De maximumvergoeding voor het bijwonen van vergaderingen voor leden van gemeentelijke commissies genoemd in het eerste lid van artikel 14 van het Rechtspositiebesluit raads- en commissieleden bedraagt per 1 januari 2011:

Tabel IV

Klasse

Inwonertal

Vergoeding per vergadering

1

Tot en met 10.000

€ 55,87

2

10.001–20.000

€ 61,76

3

20.001–50.000

€ 74,09

4

50.001–100.000

€ 91,17

5

100.001–250.000

€ 116,43

6

250.001–

€ 147,61

11. WGA-premie (premie Werkhervatting gedeeltelijk arbeidsgeschikten)

Voor uw informatie merk ik nog op dat voor de burgemeesters niet meer en voor de wethouders géén verhaal van de WGA-lasten plaats vindt. De burgemeesters en de wethouders vallen onder de Algemene pensioenwet politieke ambtsdragers (Appa) en niet (meer) onder de wettelijke sociale zekerheid, zoals de WIA (Wet werk en inkomen naar arbeidsvermogen). Voor de burgemeesters en de wethouders vindt op grond van de Appa geen inhouding plaats in verband met arbeidsongeschiktheid.

Ook voor de raadsleden vindt géén verhaal van de WGA-lasten plaats.

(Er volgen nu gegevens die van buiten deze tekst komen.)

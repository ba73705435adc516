// Draft bookkeeping: positions, picks, the local roster and persisted state.

pub mod pick;
pub mod roster;
pub mod state;
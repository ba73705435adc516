// Draft state: taken players, the local roster, and JSON snapshots.

use std::collections::{BTreeMap, HashMap, HashSet};
use std::fmt;
use std::path::Path;

use chrono::{DateTime, Utc};
use serde::de::{MapAccess, Visitor};
use serde::ser::SerializeMap;
use serde::{Deserialize, Deserializer, Serialize, Serializer};
use thiserror::Error;
use tracing::{info, warn};

use super::pick::{Ownership, Pick, Position};
use super::roster::{Roster, RosterConfig};
use crate::valuation::projections::{Catalog, Player};
use crate::valuation::vor::PlayerValuation;

#[derive(Debug, Error)]
pub enum StateError {
    #[error("player '{name}' has already been taken")]
    AlreadyTaken { name: String },

    #[error("failed to access state file {path}: {source}")]
    Io {
        path: String,
        source: std::io::Error,
    },

    #[error("malformed draft snapshot: {0}")]
    Parse(#[from] serde_json::Error),
}

// ---------------------------------------------------------------------------
// Snapshot format
// ---------------------------------------------------------------------------

/// Taken players in draft order, stored as a JSON object of
/// `name -> "mine" | "gone"`. Key order is draft order.
#[derive(Debug, Clone, Default, PartialEq, Eq)]
pub struct TakenLog(pub Vec<Pick>);

impl Serialize for TakenLog {
    fn serialize<S>(&self, serializer: S) -> Result<S::Ok, S::Error>
    where
        S: Serializer,
    {
        let mut map = serializer.serialize_map(Some(self.0.len()))?;
        for pick in &self.0 {
            map.serialize_entry(&pick.player_name, &pick.ownership)?;
        }
        map.end()
    }
}

struct TakenLogVisitor;

impl<'de> Visitor<'de> for TakenLogVisitor {
    type Value = TakenLog;

    fn expecting(&self, f: &mut fmt::Formatter<'_>) -> fmt::Result {
        f.write_str("a map of player name to \"mine\" or \"gone\"")
    }

    fn visit_map<A>(self, mut access: A) -> Result<TakenLog, A::Error>
    where
        A: MapAccess<'de>,
    {
        let mut picks: Vec<Pick> = Vec::with_capacity(access.size_hint().unwrap_or(0));
        while let Some((name, ownership)) = access.next_entry::<String, Ownership>()? {
            if picks.iter().any(|p| p.player_name == name) {
                warn!("snapshot lists '{}' as taken twice; keeping the first entry", name);
                continue;
            }
            picks.push(Pick {
                player_name: name,
                ownership,
                position: None,
            });
        }
        Ok(TakenLog(picks))
    }
}

impl<'de> Deserialize<'de> for TakenLog {
    fn deserialize<D>(deserializer: D) -> Result<Self, D::Error>
    where
        D: Deserializer<'de>,
    {
        deserializer.deserialize_map(TakenLogVisitor)
    }
}

/// Serialized draft state. Every key is optional on load; the older
/// `my_roster` / `my_roster_names` key names are accepted.
#[derive(Debug, Clone, Default, Serialize, Deserialize)]
pub struct DraftSnapshot {
    #[serde(default)]
    pub taken: TakenLog,
    /// Position each taken player was drafted at, keyed by name.
    #[serde(default)]
    pub positions: BTreeMap<String, String>,
    #[serde(default, alias = "my_roster")]
    pub roster_counts: BTreeMap<String, usize>,
    #[serde(default, alias = "my_roster_names")]
    pub roster_names: BTreeMap<String, Vec<String>>,
    #[serde(default)]
    pub saved_at: Option<DateTime<Utc>>,
}

// ---------------------------------------------------------------------------
// DraftState
// ---------------------------------------------------------------------------

/// The draft as seen by the local drafter.
///
/// Mutated only through [`DraftState::take`] and [`DraftState::undo_last`].
#[derive(Debug, Clone, PartialEq)]
pub struct DraftState {
    taken: Vec<Pick>,
    roster: Roster,
    roster_config: RosterConfig,
}

impl DraftState {
    /// An empty draft for the given roster layout.
    pub fn new(roster_config: RosterConfig) -> Self {
        DraftState {
            taken: Vec::new(),
            roster: Roster::new(&roster_config),
            roster_config,
        }
    }

    pub fn taken(&self) -> &[Pick] {
        &self.taken
    }

    pub fn roster(&self) -> &Roster {
        &self.roster
    }

    pub fn roster_config(&self) -> &RosterConfig {
        &self.roster_config
    }

    pub fn is_taken(&self, name: &str) -> bool {
        self.taken.iter().any(|p| p.player_name == name)
    }

    /// Number of players taken league-wide.
    pub fn drafted_count(&self) -> usize {
        self.taken.len()
    }

    /// Record a player as taken.
    ///
    /// For `Ownership::Mine` the player is slotted (position, then FLEX,
    /// then bench) and the slot is returned. `Gone` picks return `None`.
    pub fn take(&mut self, player: &Player, ownership: Ownership) -> Result<Option<Position>, StateError> {
        if self.is_taken(&player.name) || self.roster.has_player(&player.name) {
            return Err(StateError::AlreadyTaken {
                name: player.name.clone(),
            });
        }

        self.taken.push(Pick {
            player_name: player.name.clone(),
            ownership,
            position: Some(player.position),
        });

        let slot = match ownership {
            Ownership::Mine => Some(
                self.roster
                    .add_player(&player.name, player.position, &self.roster_config),
            ),
            Ownership::Gone => None,
        };
        info!(
            "took {} ({}) as {:?}{}",
            player.name,
            player.position,
            ownership,
            slot.map(|s| format!(" into {s}")).unwrap_or_default()
        );
        Ok(slot)
    }

    /// Undo the most recent take. A "mine" pick is removed from the roster,
    /// searching the player's own position, FLEX, BENCH, then any slot.
    ///
    /// The own position is the one recorded at take time. Picks without
    /// one fall back to the catalog.
    ///
    /// Returns the undone pick, or `None` when nothing has been taken.
    pub fn undo_last(&mut self, catalog: &Catalog) -> Option<Pick> {
        let pick = self.taken.pop()?;

        if pick.is_mine() {
            let name = pick.player_name.as_str();
            let own = pick.position.or_else(|| {
                let positions: Vec<Position> = catalog.find(name).map(|p| p.position).collect();
                positions
                    .iter()
                    .copied()
                    .find(|&pos| self.roster.names(pos).iter().any(|n| n == name))
                    .or_else(|| positions.first().copied())
            });

            match self.roster.remove_player(name, own) {
                Some(slot) => info!("undid {} (removed from {})", name, slot),
                None => warn!("undid '{}' but it was not on the roster", name),
            }
        } else {
            info!("undid {} (gone)", pick.player_name);
        }
        Some(pick)
    }

    /// The pool without any taken player. Order is preserved.
    pub fn available(&self, pool: &[PlayerValuation]) -> Vec<PlayerValuation> {
        let taken: HashSet<&str> = self.taken.iter().map(|p| p.player_name.as_str()).collect();
        pool.iter()
            .filter(|v| !taken.contains(v.name()))
            .cloned()
            .collect()
    }

    /// Catalog rows for every rostered name, in roster order.
    ///
    /// A name listed at several positions resolves to the row it was drafted
    /// at, then the row matching its slot. Names missing from the catalog
    /// are skipped.
    pub fn my_players<'c>(&self, catalog: &'c Catalog) -> Vec<&'c Player> {
        let drafted_at: HashMap<&str, Position> = self
            .taken
            .iter()
            .filter_map(|p| p.position.map(|pos| (p.player_name.as_str(), pos)))
            .collect();

        self.roster
            .iter()
            .filter_map(|(slot, name)| {
                let found = drafted_at
                    .get(name)
                    .and_then(|&pos| catalog.find_at(name, pos))
                    .or_else(|| catalog.find_at(name, slot))
                    .or_else(|| catalog.first_named(name));
                if found.is_none() {
                    warn!("rostered player '{}' is not in the catalog", name);
                }
                found
            })
            .collect()
    }

    // -----------------------------------------------------------------------
    // Snapshots
    // -----------------------------------------------------------------------

    pub fn to_snapshot(&self) -> DraftSnapshot {
        let roster_counts = self
            .roster
            .counts()
            .into_iter()
            .map(|(slot, n)| (slot.display_str().to_string(), n))
            .collect();
        let roster_names = self
            .roster
            .slots()
            .iter()
            .map(|(slot, names)| (slot.display_str().to_string(), names.clone()))
            .collect();
        let positions = self
            .taken
            .iter()
            .filter_map(|p| {
                p.position
                    .map(|pos| (p.player_name.clone(), pos.display_str().to_string()))
            })
            .collect();
        DraftSnapshot {
            taken: TakenLog(self.taken.clone()),
            positions,
            roster_counts,
            roster_names,
            saved_at: Some(Utc::now()),
        }
    }

    /// Rebuild state from a snapshot, repairing what can be repaired:
    /// unknown slots are skipped, a name listed in two slots keeps the
    /// first, rostered names missing from `taken` are appended as "mine",
    /// and list lengths win over stored counts.
    pub fn from_snapshot(snapshot: DraftSnapshot, roster_config: RosterConfig) -> Self {
        let mut state = DraftState::new(roster_config);
        state.taken = snapshot.taken.0;

        for pick in &mut state.taken {
            let Some(raw) = snapshot.positions.get(&pick.player_name) else {
                continue;
            };
            match Position::from_str_pos(raw).filter(|p| !p.is_meta_slot()) {
                Some(pos) => pick.position = Some(pos),
                None => warn!("snapshot has unknown position '{}' for '{}'", raw, pick.player_name),
            }
        }

        for (key, names) in &snapshot.roster_names {
            let Some(slot) = Position::from_str_pos(key) else {
                warn!("snapshot has unknown roster slot '{}'; skipping {} names", key, names.len());
                continue;
            };
            for name in names {
                if !state.roster.insert(slot, name) {
                    warn!("snapshot lists '{}' in more than one slot; keeping the first", name);
                    continue;
                }
                match state.taken.iter_mut().find(|p| p.player_name == *name) {
                    Some(pick) => {
                        // Older snapshots carry no positions; a dedicated slot implies one.
                        if pick.position.is_none() && !slot.is_meta_slot() {
                            pick.position = Some(slot);
                        }
                    }
                    None => {
                        warn!("rostered player '{}' is missing from taken; marking as mine", name);
                        state.taken.push(Pick {
                            player_name: name.clone(),
                            ownership: Ownership::Mine,
                            position: (!slot.is_meta_slot()).then_some(slot),
                        });
                    }
                }
            }
        }

        for (key, &count) in &snapshot.roster_counts {
            let Some(slot) = Position::from_str_pos(key) else {
                continue;
            };
            let actual = state.roster.count(slot);
            if actual != count {
                warn!(
                    "snapshot count for {} is {} but {} names are listed; using the list",
                    slot, count, actual
                );
            }
        }

        state
    }

    pub fn to_json(&self) -> Result<String, StateError> {
        Ok(serde_json::to_string_pretty(&self.to_snapshot())?)
    }

    pub fn from_json(json: &str, roster_config: RosterConfig) -> Result<Self, StateError> {
        let snapshot: DraftSnapshot = serde_json::from_str(json)?;
        Ok(Self::from_snapshot(snapshot, roster_config))
    }

    /// Write the snapshot to `path`, creating parent directories.
    pub fn save(&self, path: &Path) -> Result<(), StateError> {
        let io_err = |e: std::io::Error| StateError::Io {
            path: path.display().to_string(),
            source: e,
        };
        if let Some(parent) = path.parent().filter(|p| !p.as_os_str().is_empty()) {
            std::fs::create_dir_all(parent).map_err(io_err)?;
        }
        std::fs::write(path, self.to_json()?).map_err(io_err)
    }

    /// Load a snapshot file. A missing file is an empty draft.
    pub fn load(path: &Path, roster_config: RosterConfig) -> Result<Self, StateError> {
        if !path.exists() {
            return Ok(DraftState::new(roster_config));
        }
        let text = std::fs::read_to_string(path).map_err(|e| StateError::Io {
            path: path.display().to_string(),
            source: e,
        })?;
        Self::from_json(&text, roster_config)
    }

    /// Like [`DraftState::load`], but any failure logs a warning and yields
    /// an empty draft.
    pub fn load_or_default(path: &Path, roster_config: RosterConfig) -> Self {
        match Self::load(path, roster_config.clone()) {
            Ok(state) => state,
            Err(e) => {
                warn!("ignoring draft state at {}: {}", path.display(), e);
                DraftState::new(roster_config)
            }
        }
    }
}

// ---------------------------------------------------------------------------
// Tests
// ---------------------------------------------------------------------------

De raadsleden zijn ook uitgezonderd van de wettelijke sociale zekerheid.

12. Informatie op internet

Informatie die betrekking heeft op gemeentelijke politieke ambtsdragers, kunt u vinden op de internetsite van de Rijksoverheid: www.rijksoverheid.nl. Daarna kiest u Ministeries/Ministerie van BZK/Onderwerpen/Gemeenten.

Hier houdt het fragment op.